Para Antígona

A las mujeres que se tragaron su dolor y tiraron para delante. Víctimas silenciadas y olvidadas de nuestra historia.

Aquellas listas negras, aves de mal agüero, sobrevuelan los pueblos de España noche tras noche. Listas de nombres escritos con caligrafía torpe y ostentosa como conjuros de muerte lanzados  desde el poder de la victoria.

Verdugos oliendo a alcohol, mirando a los ojos de sus vecinos, hasta el último momento, intentando esquivar la mirada de miedo y reproche que les perseguirá el resto de sus días. Regando  cunetas y tapias desconchadas de sangre anónima destinada al olvido, (porque en este país, especialmente en este país, hay víctimas homenajeadas y víctimas olvidadas dependiendo de su verdugo).

Los tiros rompen el silencio de la noche de norte a sur, de este a oeste y atrás quedan, los sollozos ahogados de las viudas, de los huérfanos, condenados al silencio y la miseria de los más parias entre los parias de la tierra.

Un acto heroico como única opción de recuperar la dignidad arrebatada. Así marchaba ella, forzada en el papel de Antígona(*) desubicada en la tragedia marcada por la historia, enlutada de negro riguroso, tras noches sin dormir con los ojos enrojecidos por el dolor y la rabia y esa fuerza y el coraje que solo puede nacer de la destrucción más absoluta para enfrentarse cara a cara al verdugo de su hombre, mantenerle la mirada y obligarle a confesar donde está el cuerpo de su compañero, del padre de sus hijos. No quiere nada más.

Coge una pala, el carro y marcha resuelta bajo las estrellas entre el ulular de la lechuza que sigue su letanía de muerte y el cri-cri monótono e hiriente de las cigarras entre sembrados que esperan la siega. No le resulta difícil identificar la tierra removida bajo la luz de la luna y con la fuerza de su propia rabia, los ojos secos y una firme determinación remueve la tierra, ahora ya con las manos, le duelen las uñas, hasta encontrar el cuerpo embarrado de su compañero.

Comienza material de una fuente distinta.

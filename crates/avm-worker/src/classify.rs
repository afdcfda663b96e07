//! Mapping of pipeline errors to sanitized categories.
//!
//! Classification looks only at error kinds. Messages are never inspected
//! and never leave the logs.

use avm_avatar::AvatarError;
use avm_models::{ErrorCategory, PipelineStage};

use crate::collaborators::CollaboratorErrorKind;
use crate::error::WorkerError;

/// Category reported when a stage fails for a stage-specific reason.
pub fn stage_category(stage: PipelineStage) -> ErrorCategory {
    match stage {
        PipelineStage::AnalyzingSource => ErrorCategory::AnalysisFailed,
        PipelineStage::GeneratingScript => ErrorCategory::ScriptFailed,
        PipelineStage::SynthesizingAudio => ErrorCategory::NarrationFailed,
        PipelineStage::CapturingScreen => ErrorCategory::CaptureFailed,
        PipelineStage::RenderingAvatar => ErrorCategory::AvatarFailed,
        PipelineStage::Composing => ErrorCategory::CompositionFailed,
        PipelineStage::Created | PipelineStage::Completed | PipelineStage::Failed => {
            ErrorCategory::Internal
        }
    }
}

pub fn classify(error: &WorkerError) -> ErrorCategory {
    match error {
        WorkerError::Collaborator { stage, source } => {
            if source.kind.is_upstream() {
                ErrorCategory::UpstreamUnavailable
            } else if source.kind == CollaboratorErrorKind::InvalidInput {
                ErrorCategory::InvalidSource
            } else {
                stage_category(*stage)
            }
        }
        WorkerError::Stage { stage, .. } => stage_category(*stage),
        WorkerError::Avatar(e) => match e {
            AvatarError::NoPlaceholder { .. } => ErrorCategory::UpstreamUnavailable,
            e if e.is_unavailable() => ErrorCategory::UpstreamUnavailable,
            _ => ErrorCategory::AvatarFailed,
        },
        WorkerError::Media(_) => ErrorCategory::CompositionFailed,
        WorkerError::Validation(_) => ErrorCategory::InvalidSource,
        WorkerError::Store(_)
        | WorkerError::Io(_)
        | WorkerError::NotFound(_)
        | WorkerError::NotReady(_) => ErrorCategory::Internal,
    }
}

#[cfg(test)]
mod tests {
    use super::*;
    use crate::collaborators::CollaboratorError;
    use avm_media::MediaError;

    fn collab(stage: PipelineStage, kind: CollaboratorErrorKind) -> WorkerError {
        WorkerError::collaborator(stage, CollaboratorError::new(kind, "raw upstream text"))
    }

    #[test]
    fn test_upstream_kinds() {
        for kind in [
            CollaboratorErrorKind::Unavailable,
            CollaboratorErrorKind::Timeout,
            CollaboratorErrorKind::RateLimited,
            CollaboratorErrorKind::Unauthorized,
        ] {
            assert_eq!(
                classify(&collab(PipelineStage::GeneratingScript, kind)),
                ErrorCategory::UpstreamUnavailable
            );
        }
    }

    #[test]
    fn test_invalid_input_is_invalid_source() {
        assert_eq!(
            classify(&collab(PipelineStage::CapturingScreen, CollaboratorErrorKind::InvalidInput)),
            ErrorCategory::InvalidSource
        );
    }

    #[test]
    fn test_other_kinds_use_stage() {
        assert_eq!(
            classify(&collab(PipelineStage::SynthesizingAudio, CollaboratorErrorKind::Rejected)),
            ErrorCategory::NarrationFailed
        );
        assert_eq!(
            classify(&collab(PipelineStage::AnalyzingSource, CollaboratorErrorKind::Internal)),
            ErrorCategory::AnalysisFailed
        );
        assert_eq!(
            classify(&WorkerError::stage(PipelineStage::GeneratingScript, "empty")),
            ErrorCategory::ScriptFailed
        );
    }

    #[test]
    fn test_avatar_and_media() {
        let err = WorkerError::from(AvatarError::NoPlaceholder {
            backend: "heygen",
            persona: "casual_male".to_string(),
            cause: "timeout".to_string(),
        });
        assert_eq!(classify(&err), ErrorCategory::UpstreamUnavailable);

        let err = WorkerError::from(MediaError::ffmpeg_failed("boom", Some("stderr".to_string()), Some(1)));
        assert_eq!(classify(&err), ErrorCategory::CompositionFailed);

        let err = WorkerError::from(std::io::Error::other("disk"));
        assert_eq!(classify(&err), ErrorCategory::Internal);
    }
}
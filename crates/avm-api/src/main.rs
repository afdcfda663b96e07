//! Axum API server binary.

use std::net::SocketAddr;

use tracing::{error, info, warn};
use tracing_subscriber::{fmt, prelude::*, EnvFilter};

use avm_api::{create_router, metrics, ApiConfig, AppState};

#[tokio::main]
async fn main() -> anyhow::Result<()> {
    dotenvy::dotenv().ok();

    // rustls 0.23 needs a process-wide provider before any TLS client is built
    if rustls::crypto::ring::default_provider().install_default().is_err() {
        eprintln!("rustls crypto provider was already installed");
    }

    let use_json = std::env::var("LOG_FORMAT")
        .map(|v| v.to_lowercase() == "json")
        .unwrap_or(false);

    let env_filter = EnvFilter::try_from_default_env().unwrap_or_else(|_| EnvFilter::new("avm=info"));

    if use_json {
        tracing_subscriber::registry()
            .with(fmt::layer().json())
            .with(env_filter)
            .init();
    } else {
        tracing_subscriber::registry()
            .with(
                fmt::layer()
                    .with_ansi(true)
                    .with_target(true)
                    .with_thread_ids(false)
                    .with_file(false)
                    .with_line_number(false),
            )
            .with(env_filter)
            .init();
    }

    info!("Starting avm-api");

    let config = ApiConfig::from_env();
    info!("API config: host={}, port={}, environment={}", config.host, config.port, config.environment);

    let state = match AppState::from_env(config.clone()).await {
        Ok(s) => s,
        Err(e) => {
            error!("Failed to create application state: {:#}", e);
            std::process::exit(1);
        }
    };

    let metrics_enabled = std::env::var("METRICS_ENABLED")
        .map(|v| v == "true" || v == "1")
        .unwrap_or(true);

    let metrics_handle = if metrics_enabled {
        match metrics::init_metrics() {
            Ok(handle) => {
                info!("Prometheus metrics enabled at /metrics");
                Some(handle)
            }
            Err(e) => {
                warn!("Prometheus recorder not installed: {}", e);
                None
            }
        }
    } else {
        None
    };

    let jobs = state.jobs.clone();
    let app = create_router(state, metrics_handle);

    let addr: SocketAddr = format!("{}:{}", config.host, config.port).parse()?;
    info!("Listening on {}", addr);

    let listener = tokio::net::TcpListener::bind(addr).await?;
    axum::serve(listener, app.into_make_service_with_connect_info::<SocketAddr>())
        .with_graceful_shutdown(shutdown_signal())
        .await?;

    jobs.close();
    info!("Server shutdown complete");
    Ok(())
}

async fn shutdown_signal() {
    if let Err(e) = tokio::signal::ctrl_c().await {
        error!("Failed to listen for shutdown signal: {}", e);
        std::future::pending::<()>().await;
    }
    info!("Received shutdown signal");
}
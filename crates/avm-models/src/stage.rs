//! Video modes and the pipeline stage state machine.

use schemars::JsonSchema;
use serde::{Deserialize, Serialize};
use std::fmt;

/// Which kind of video a job produces.
#[derive(Debug, Clone, Copy, PartialEq, Eq, Hash, Serialize, Deserialize, JsonSchema, Default)]
#[serde(rename_all = "snake_case")]
pub enum VideoMode {
    /// Talking avatar clips, one per script section
    #[default]
    Avatar,
    /// Scrolling capture of the source with narration
    ScreenRecording,
    /// Screen capture with a circular avatar bubble in a corner
    CustomAvatarOverlay,
}

/// Avatar mode plan.
const AVATAR_PLAN: &[(PipelineStage, u8)] = &[
    (PipelineStage::AnalyzingSource, 10),
    (PipelineStage::GeneratingScript, 25),
    (PipelineStage::SynthesizingAudio, 45),
    (PipelineStage::RenderingAvatar, 65),
    (PipelineStage::Composing, 85),
];

/// Screen recording mode plan.
const SCREEN_RECORDING_PLAN: &[(PipelineStage, u8)] = &[
    (PipelineStage::AnalyzingSource, 10),
    (PipelineStage::CapturingScreen, 20),
    (PipelineStage::GeneratingScript, 50),
    (PipelineStage::SynthesizingAudio, 70),
    (PipelineStage::Composing, 90),
];

/// Custom avatar overlay plan.
const OVERLAY_PLAN: &[(PipelineStage, u8)] = &[
    (PipelineStage::AnalyzingSource, 10),
    (PipelineStage::CapturingScreen, 20),
    (PipelineStage::GeneratingScript, 40),
    (PipelineStage::SynthesizingAudio, 55),
    (PipelineStage::RenderingAvatar, 70),
    (PipelineStage::Composing, 85),
];

impl VideoMode {
    pub fn as_str(&self) -> &'static str {
        match self {
            VideoMode::Avatar => "avatar",
            VideoMode::ScreenRecording => "screen_recording",
            VideoMode::CustomAvatarOverlay => "custom_avatar_overlay",
        }
    }

    /// Ordered working stages with the progress recorded on entering each.
    ///
    /// `Completed` (100) is implied after the last entry.
    pub fn plan(&self) -> &'static [(PipelineStage, u8)] {
        match self {
            VideoMode::Avatar => AVATAR_PLAN,
            VideoMode::ScreenRecording => SCREEN_RECORDING_PLAN,
            VideoMode::CustomAvatarOverlay => OVERLAY_PLAN,
        }
    }

    /// Progress for entering `stage` in this mode, if the mode traverses it.
    pub fn progress_for(&self, stage: PipelineStage) -> Option<u8> {
        match stage {
            PipelineStage::Created => Some(0),
            PipelineStage::Completed => Some(100),
            PipelineStage::Failed => None,
            _ => self
                .plan()
                .iter()
                .find(|(s, _)| *s == stage)
                .map(|(_, p)| *p),
        }
    }

    /// Whether this mode needs a screen capture of the source.
    pub fn needs_capture(&self) -> bool {
        !matches!(self, VideoMode::Avatar)
    }
}

impl fmt::Display for VideoMode {
    fn fmt(&self, f: &mut fmt::Formatter<'_>) -> fmt::Result {
        f.write_str(self.as_str())
    }
}

/// Position of a job in the pipeline state machine.
#[derive(Debug, Clone, Copy, PartialEq, Eq, Hash, Serialize, Deserialize, JsonSchema, Default)]
#[serde(rename_all = "snake_case")]
pub enum PipelineStage {
    #[default]
    Created,
    AnalyzingSource,
    GeneratingScript,
    SynthesizingAudio,
    RenderingAvatar,
    CapturingScreen,
    Composing,
    Completed,
    Failed,
}

impl PipelineStage {
    pub fn as_str(&self) -> &'static str {
        match self {
            PipelineStage::Created => "created",
            PipelineStage::AnalyzingSource => "analyzing_source",
            PipelineStage::GeneratingScript => "generating_script",
            PipelineStage::SynthesizingAudio => "synthesizing_audio",
            PipelineStage::RenderingAvatar => "rendering_avatar",
            PipelineStage::CapturingScreen => "capturing_screen",
            PipelineStage::Composing => "composing",
            PipelineStage::Completed => "completed",
            PipelineStage::Failed => "failed",
        }
    }

    /// Human-readable label shown to clients.
    pub fn label(&self) -> &'static str {
        match self {
            PipelineStage::Created => "Queued",
            PipelineStage::AnalyzingSource => "Analyzing source",
            PipelineStage::GeneratingScript => "Generating script",
            PipelineStage::SynthesizingAudio => "Synthesizing narration",
            PipelineStage::RenderingAvatar => "Rendering avatar",
            PipelineStage::CapturingScreen => "Capturing screen",
            PipelineStage::Composing => "Composing video",
            PipelineStage::Completed => "Completed",
            PipelineStage::Failed => "Failed",
        }
    }

    pub fn is_terminal(&self) -> bool {
        matches!(self, PipelineStage::Completed | PipelineStage::Failed)
    }
}

impl fmt::Display for PipelineStage {
    fn fmt(&self, f: &mut fmt::Formatter<'_>) -> fmt::Result {
        f.write_str(self.as_str())
    }
}

#[cfg(test)]
mod tests {
    use super::*;

    #[test]
    fn test_plans_are_strictly_increasing() {
        for mode in [
            VideoMode::Avatar,
            VideoMode::ScreenRecording,
            VideoMode::CustomAvatarOverlay,
        ] {
            let progress: Vec<u8> = mode.plan().iter().map(|(_, p)| *p).collect();
            assert!(progress.windows(2).all(|w| w[0] < w[1]), "{mode}");
            assert!(*progress.last().unwrap() < 100);
        }
    }

    #[test]
    fn test_screen_recording_progress() {
        let mode = VideoMode::ScreenRecording;
        assert_eq!(mode.progress_for(PipelineStage::AnalyzingSource), Some(10));
        assert_eq!(mode.progress_for(PipelineStage::CapturingScreen), Some(20));
        assert_eq!(mode.progress_for(PipelineStage::GeneratingScript), Some(50));
        assert_eq!(mode.progress_for(PipelineStage::SynthesizingAudio), Some(70));
        assert_eq!(mode.progress_for(PipelineStage::Composing), Some(90));
        assert_eq!(mode.progress_for(PipelineStage::Completed), Some(100));
        assert_eq!(mode.progress_for(PipelineStage::RenderingAvatar), None);
    }

    #[test]
    fn test_avatar_mode_skips_capture() {
        assert!(!VideoMode::Avatar.needs_capture());
        assert_eq!(
            VideoMode::Avatar.progress_for(PipelineStage::CapturingScreen),
            None
        );
        assert_eq!(
            VideoMode::Avatar.progress_for(PipelineStage::RenderingAvatar),
            Some(65)
        );
    }

    #[test]
    fn test_mode_serde() {
        let json = serde_json::to_string(&VideoMode::CustomAvatarOverlay).unwrap();
        assert_eq!(json, "\"custom_avatar_overlay\"");
        let mode: VideoMode = serde_json::from_str("\"screen_recording\"").unwrap();
        assert_eq!(mode, VideoMode::ScreenRecording);
    }
}
//! Avatar rendering selector.
//!
//! Exposes one `render` capability over interchangeable remote backends
//! (HeyGen, D-ID). Each backend is driven through the same
//! submit, bounded poll, download sequence. When a render errors or never
//! finishes, a cached placeholder clip for the persona is used instead.

pub mod backend;
pub mod config;
pub mod did;
pub mod error;
pub mod heygen;
pub mod selector;

pub use backend::{PollPolicy, RenderBackend, RenderRequest, RenderStatus};
pub use config::{AvatarConfig, BackendConfig};
pub use did::DIdBackend;
pub use error::{AvatarError, AvatarResult};
pub use heygen::HeyGenBackend;
pub use selector::{AvatarRenderer, AvatarSelector, RenderOutcome, RenderedClip};
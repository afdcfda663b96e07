//! API routes.

use std::sync::Arc;

use axum::middleware;
use axum::routing::{get, post};
use axum::Router;
use metrics_exporter_prometheus::PrometheusHandle;
use tower_http::limit::RequestBodyLimitLayer;

use crate::handlers::health;
use crate::handlers::videos::{create_video, download_video, get_status, list_videos, stream_video};
use crate::metrics::metrics_middleware;
use crate::middleware::{
    cors_layer, rate_limit_middleware, redact_internal_errors, request_id, request_logging, security_headers,
    ClientRateLimiter,
};
use crate::state::AppState;

/// Create the API router.
pub fn create_router(state: AppState, metrics_handle: Option<PrometheusHandle>) -> Router {
    let video_routes = Router::new()
        .route("/videos", get(list_videos))
        .route("/videos/create", post(create_video))
        .route("/videos/:video_id/status", get(get_status))
        .route("/videos/:video_id/stream", get(stream_video))
        .route("/videos/:video_id/download", get(download_video));

    let rate_limiter = Arc::new(ClientRateLimiter::new(state.config.rate_limit_rps));

    let api_routes = video_routes.layer(middleware::from_fn_with_state(
        rate_limiter,
        rate_limit_middleware,
    ));

    let health_routes = Router::new()
        .route("/health", get(health))
        .route("/healthz", get(health));

    let metrics_routes = if let Some(handle) = metrics_handle {
        Router::new().route("/metrics", get(move || async move { handle.render() }))
    } else {
        Router::new()
    };

    let router = Router::new()
        .nest("/api", api_routes)
        .merge(health_routes)
        .merge(metrics_routes);

    let router = if state.config.is_production() {
        router.layer(middleware::from_fn(redact_internal_errors))
    } else {
        router
    };

    router
        .layer(RequestBodyLimitLayer::new(state.config.max_body_size))
        .layer(middleware::from_fn(metrics_middleware))
        .layer(middleware::from_fn(security_headers))
        .layer(middleware::from_fn(request_id))
        .layer(middleware::from_fn(request_logging))
        .layer(cors_layer(&state.config.cors_origins))
        .with_state(state)
}
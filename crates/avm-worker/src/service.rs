//! Job submission and lookup.

use std::path::PathBuf;
use std::sync::Arc;

use tokio::sync::Semaphore;
use tracing::{info, warn, Instrument};

use avm_models::{ErrorCategory, Job, JobId, JobRequest, JobStatus, RequestError};
use avm_store::{JobStore, StoreError};

use crate::error::{WorkerError, WorkerResult};
use crate::logging::JobLogger;
use crate::metrics;
use crate::pipeline::Pipeline;

/// Entry point for callers: submit jobs, read their state, fetch results.
///
/// Each submitted job runs on its own task. A semaphore caps how many
/// pipelines execute at once; the rest wait at progress 0.
#[derive(Clone)]
pub struct JobService {
    store: Arc<JobStore>,
    pipeline: Arc<Pipeline>,
    permits: Arc<Semaphore>,
}

impl JobService {
    pub fn new(store: Arc<JobStore>, pipeline: Pipeline) -> Self {
        let permits = Arc::new(Semaphore::new(pipeline.config().max_concurrent_jobs.max(1)));
        Self {
            store,
            pipeline: Arc::new(pipeline),
            permits,
        }
    }

    /// Fail jobs left unfinished by a previous process.
    ///
    /// Call once at startup, before accepting submissions.
    pub async fn recover_interrupted(&self) -> usize {
        let failed = self.store.fail_unfinished(ErrorCategory::Internal).await;
        for id in &failed {
            warn!(job_id = %id, "Job interrupted by restart, marked failed");
            metrics::record_job_failed(ErrorCategory::Internal);
        }
        failed.len()
    }

    /// Validate and persist a new job, then start its pipeline.
    pub async fn submit(&self, request: JobRequest) -> WorkerResult<Job> {
        request.check().map_err(|e| match e {
            RequestError::Invalid(msg) => WorkerError::validation(msg),
            other => WorkerError::validation(other.to_string()),
        })?;

        let job = self.store.create(Job::new(JobId::new(), request)).await?;
        metrics::record_job_submitted(job.mode);
        info!(job_id = %job.id, mode = %job.mode, "Job submitted");

        let id = job.id.clone();
        let store = Arc::clone(&self.store);
        let pipeline = Arc::clone(&self.pipeline);
        let permits = Arc::clone(&self.permits);
        let logger = JobLogger::new(&id, job.mode.as_str());
        let span = logger.create_span();

        tokio::spawn(
            async move {
                // Closed only on shutdown
                let Ok(_permit) = permits.acquire_owned().await else {
                    logger.log_warning("service closed before the job started");
                    match store.update(&id, |job| job.fail(ErrorCategory::Internal)).await {
                        Ok(_) => metrics::record_job_failed(ErrorCategory::Internal),
                        Err(e) => logger.log_error(&format!("Could not record failure: {}", e)),
                    }
                    return;
                };
                pipeline.run(&id).await;
            }
            .instrument(span),
        );

        Ok(job)
    }

    pub async fn status(&self, id: &JobId) -> WorkerResult<Job> {
        self.store.get(id).await.map_err(not_found)
    }

    /// Path of a completed job's deliverable.
    pub async fn deliverable(&self, id: &JobId) -> WorkerResult<PathBuf> {
        let job = self.status(id).await?;
        match (job.status, job.output_reference) {
            (JobStatus::Completed, Some(output)) => Ok(PathBuf::from(output)),
            _ => Err(WorkerError::NotReady(id.clone())),
        }
    }

    /// All jobs, newest first.
    pub async fn list(&self) -> Vec<Job> {
        self.store.list().await
    }

    /// Stop admitting queued jobs. Queued jobs fail as internal errors;
    /// running pipelines finish.
    pub fn close(&self) {
        self.permits.close();
    }
}

fn not_found(e: StoreError) -> WorkerError {
    match e {
        StoreError::NotFound(id) => WorkerError::NotFound(id),
        other => WorkerError::Store(other),
    }
}
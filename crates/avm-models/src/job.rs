//! Job records and their lifecycle.

use chrono::{DateTime, Utc};
use schemars::JsonSchema;
use serde::{Deserialize, Serialize};
use std::fmt;
use thiserror::Error;
use uuid::Uuid;

use crate::error_category::ErrorCategory;
use crate::request::JobRequest;
use crate::stage::{PipelineStage, VideoMode};

/// Unique identifier for a job.
#[derive(Debug, Clone, PartialEq, Eq, Hash, PartialOrd, Ord, Serialize, Deserialize, JsonSchema)]
#[serde(transparent)]
pub struct JobId(pub String);

impl JobId {
    /// Generate a new random job ID.
    pub fn new() -> Self {
        Self(Uuid::new_v4().to_string())
    }

    /// Create from an existing string.
    pub fn from_string(s: impl Into<String>) -> Self {
        Self(s.into())
    }

    /// Get the inner string.
    pub fn as_str(&self) -> &str {
        &self.0
    }
}

impl Default for JobId {
    fn default() -> Self {
        Self::new()
    }
}

impl fmt::Display for JobId {
    fn fmt(&self, f: &mut fmt::Formatter<'_>) -> fmt::Result {
        write!(f, "{}", self.0)
    }
}

/// Externally visible job status.
#[derive(Debug, Clone, Copy, PartialEq, Eq, Hash, Serialize, Deserialize, JsonSchema, Default)]
#[serde(rename_all = "snake_case")]
pub enum JobStatus {
    #[default]
    Processing,
    Completed,
    Failed,
}

impl JobStatus {
    pub fn as_str(&self) -> &'static str {
        match self {
            JobStatus::Processing => "processing",
            JobStatus::Completed => "completed",
            JobStatus::Failed => "failed",
        }
    }

    /// Check if this is a terminal state (no more updates expected).
    pub fn is_terminal(&self) -> bool {
        matches!(self, JobStatus::Completed | JobStatus::Failed)
    }
}

impl fmt::Display for JobStatus {
    fn fmt(&self, f: &mut fmt::Formatter<'_>) -> fmt::Result {
        write!(f, "{}", self.as_str())
    }
}

/// Rejected job mutation.
#[derive(Debug, Clone, Error, PartialEq, Eq)]
pub enum JobTransitionError {
    #[error("job is already {0}")]
    Terminal(JobStatus),

    #[error("stage {stage} is not part of the {mode} plan")]
    StageNotInPlan { stage: PipelineStage, mode: VideoMode },

    #[error("progress cannot go from {from} to {to}")]
    ProgressRegression { from: u8, to: u8 },
}

/// A single video production job.
#[derive(Debug, Clone, PartialEq, Serialize, Deserialize, JsonSchema)]
pub struct Job {
    pub id: JobId,

    pub mode: VideoMode,

    /// The submission this job was created from
    pub request: JobRequest,

    pub status: JobStatus,

    /// Progress percentage (0-100)
    pub progress: u8,

    pub stage: PipelineStage,

    /// Human-readable stage description
    pub stage_label: String,

    /// Path of the deliverable, set once completed
    #[serde(default, skip_serializing_if = "Option::is_none")]
    pub output_reference: Option<String>,

    /// Sanitized failure category, set once failed
    #[serde(default, skip_serializing_if = "Option::is_none")]
    pub error_category: Option<ErrorCategory>,

    pub created_at: DateTime<Utc>,

    pub updated_at: DateTime<Utc>,

    #[serde(default, skip_serializing_if = "Option::is_none")]
    pub completed_at: Option<DateTime<Utc>>,
}

impl Job {
    /// Create a new processing job for a request.
    pub fn new(id: JobId, request: JobRequest) -> Self {
        let now = Utc::now();
        Self {
            id,
            mode: request.mode,
            request,
            status: JobStatus::Processing,
            progress: 0,
            stage: PipelineStage::Created,
            stage_label: PipelineStage::Created.label().to_string(),
            output_reference: None,
            error_category: None,
            created_at: now,
            updated_at: now,
            completed_at: None,
        }
    }

    pub fn is_terminal(&self) -> bool {
        self.status.is_terminal()
    }

    fn ensure_processing(&self) -> Result<(), JobTransitionError> {
        if self.is_terminal() {
            return Err(JobTransitionError::Terminal(self.status));
        }
        Ok(())
    }

    /// Move to a working stage and record its progress.
    pub fn enter_stage(&mut self, stage: PipelineStage) -> Result<(), JobTransitionError> {
        self.ensure_processing()?;

        let progress = match stage {
            PipelineStage::Completed | PipelineStage::Failed => None,
            _ => self.mode.progress_for(stage),
        }
        .ok_or(JobTransitionError::StageNotInPlan {
            stage,
            mode: self.mode,
        })?;

        if progress < self.progress {
            return Err(JobTransitionError::ProgressRegression {
                from: self.progress,
                to: progress,
            });
        }

        self.stage = stage;
        self.stage_label = stage.label().to_string();
        self.progress = progress;
        self.updated_at = Utc::now();
        Ok(())
    }

    /// Mark the job as completed with its deliverable.
    pub fn complete(&mut self, output_reference: impl Into<String>) -> Result<(), JobTransitionError> {
        self.ensure_processing()?;

        let now = Utc::now();
        self.status = JobStatus::Completed;
        self.stage = PipelineStage::Completed;
        self.stage_label = PipelineStage::Completed.label().to_string();
        self.progress = 100;
        self.output_reference = Some(output_reference.into());
        self.updated_at = now;
        self.completed_at = Some(now);
        Ok(())
    }

    /// Mark the job as failed. Progress stays where the failure happened.
    pub fn fail(&mut self, category: ErrorCategory) -> Result<(), JobTransitionError> {
        self.ensure_processing()?;

        let now = Utc::now();
        self.status = JobStatus::Failed;
        self.stage = PipelineStage::Failed;
        self.stage_label = PipelineStage::Failed.label().to_string();
        self.error_category = Some(category);
        self.updated_at = now;
        self.completed_at = Some(now);
        Ok(())
    }
}

#[cfg(test)]
mod tests {
    use super::*;

    fn job(mode: VideoMode) -> Job {
        Job::new(
            JobId::new(),
            JobRequest::new("https://github.com/owner/repo", mode),
        )
    }

    #[test]
    fn test_new_job() {
        let job = job(VideoMode::Avatar);
        assert_eq!(job.status, JobStatus::Processing);
        assert_eq!(job.progress, 0);
        assert_eq!(job.stage_label, "Queued");
        assert!(job.output_reference.is_none());
        assert!(job.error_category.is_none());
    }

    #[test]
    fn test_stage_progression() {
        let mut job = job(VideoMode::Avatar);
        job.enter_stage(PipelineStage::AnalyzingSource).unwrap();
        assert_eq!(job.progress, 10);
        job.enter_stage(PipelineStage::GeneratingScript).unwrap();
        assert_eq!(job.progress, 25);
        assert_eq!(job.stage_label, "Generating script");
    }

    #[test]
    fn test_rejects_regression() {
        let mut job = job(VideoMode::ScreenRecording);
        job.enter_stage(PipelineStage::GeneratingScript).unwrap();
        let err = job.enter_stage(PipelineStage::CapturingScreen).unwrap_err();
        assert_eq!(err, JobTransitionError::ProgressRegression { from: 50, to: 20 });
        assert_eq!(job.progress, 50);
    }

    #[test]
    fn test_rejects_stage_outside_plan() {
        let mut job = job(VideoMode::Avatar);
        assert!(matches!(
            job.enter_stage(PipelineStage::CapturingScreen),
            Err(JobTransitionError::StageNotInPlan { .. })
        ));
        assert!(job.enter_stage(PipelineStage::Completed).is_err());
    }

    #[test]
    fn test_complete_sets_output() {
        let mut job = job(VideoMode::Avatar);
        job.complete("videos/final.mp4").unwrap();
        assert_eq!(job.status, JobStatus::Completed);
        assert_eq!(job.progress, 100);
        assert_eq!(job.output_reference.as_deref(), Some("videos/final.mp4"));
        assert!(job.completed_at.is_some());
    }

    #[test]
    fn test_terminal_is_immutable() {
        let mut job = job(VideoMode::Avatar);
        job.enter_stage(PipelineStage::AnalyzingSource).unwrap();
        job.fail(ErrorCategory::UpstreamUnavailable).unwrap();
        assert_eq!(job.progress, 10);
        assert!(job.output_reference.is_none());

        let before = job.clone();
        assert_eq!(
            job.complete("x.mp4"),
            Err(JobTransitionError::Terminal(JobStatus::Failed))
        );
        assert!(job.enter_stage(PipelineStage::GeneratingScript).is_err());
        assert!(job.fail(ErrorCategory::Internal).is_err());
        assert_eq!(job, before);
    }

    #[test]
    fn test_json_shape() {
        let mut job = job(VideoMode::Avatar);
        job.fail(ErrorCategory::ScriptFailed).unwrap();
        let value = serde_json::to_value(&job).unwrap();
        assert_eq!(value["status"], "failed");
        assert_eq!(value["error_category"], "script generation failed");
        assert!(value.get("output_reference").is_none());

        let back: Job = serde_json::from_value(value).unwrap();
        assert_eq!(back, job);
    }
}
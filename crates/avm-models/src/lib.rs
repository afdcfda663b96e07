//! Shared data models for the narrated video pipeline.
//!
//! This crate provides Serde-serializable types for:
//! - Job records and their lifecycle
//! - Video modes and the per-mode stage plans
//! - Scripts, content descriptors and submission requests
//! - Sanitized error categories
//! - Playback encoding profile

pub mod content;
pub mod encoding;
pub mod error_category;
pub mod job;
pub mod request;
pub mod script;
pub mod stage;

// Re-export common types
pub use content::{ContentDescriptor, ContentKind};
pub use encoding::PlaybackProfile;
pub use error_category::ErrorCategory;
pub use job::{Job, JobId, JobStatus, JobTransitionError};
pub use request::{AvatarProvider, JobRequest, Persona, RequestError, ScrollSpeed, VideoStyle};
pub use script::{Script, ScriptSection};
pub use stage::{PipelineStage, VideoMode};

Como puede, lo limpia de sangre reseca  y casi arrastras lo sube al carro aun sin llorar. Las mandíbulas apretadas, arreando al mulo, que cansino arrastra el cortejo por la carretera desierta en mitad de la noche hasta el cementerio de su pueblo natal donde medio a escondidas le da sepultura junto a los suyos, sin cura, ni plañideras ni responsos.

Y ahora sí. Agotada y rota llora. Llora y siente que sus lágrimas limpian su alma, la liberan de una culpa inexistente. 

Ya amanece, y vuelve a casa rendida con la cabeza alta porque, ahora sí, ahora sí sabe que no está vencida, que nunca lo estará porque nada ni nadie podrá acabar ya con su dignidad renacida que crece y la libera en medio de esa cárcel de miseria en la que han convertido su vida.

(*)    En el mito, los dos hermanos de Antígona iban a compartir el trono de Tebas turnándose periódicamente, pero Eteocles decide quedarse en el poder después de cumplido su período, lo que desencadena una guerra, que  termina con la muerte de ambos hermanos uno a manos del otro. Creonte  se convierte en rey de Tebas y ordena que el cuerpo de Polinices se deje a las afueras de la ciudad a merced de los cuervos y los perros. Para los griegos, el alma de un cuerpo que no era enterrado estaba condenada a vagar por la tierra eternamente. Antígona decide enterrar a su hermano rebelándose contra Creonte, que la condena a ser enterrada viva.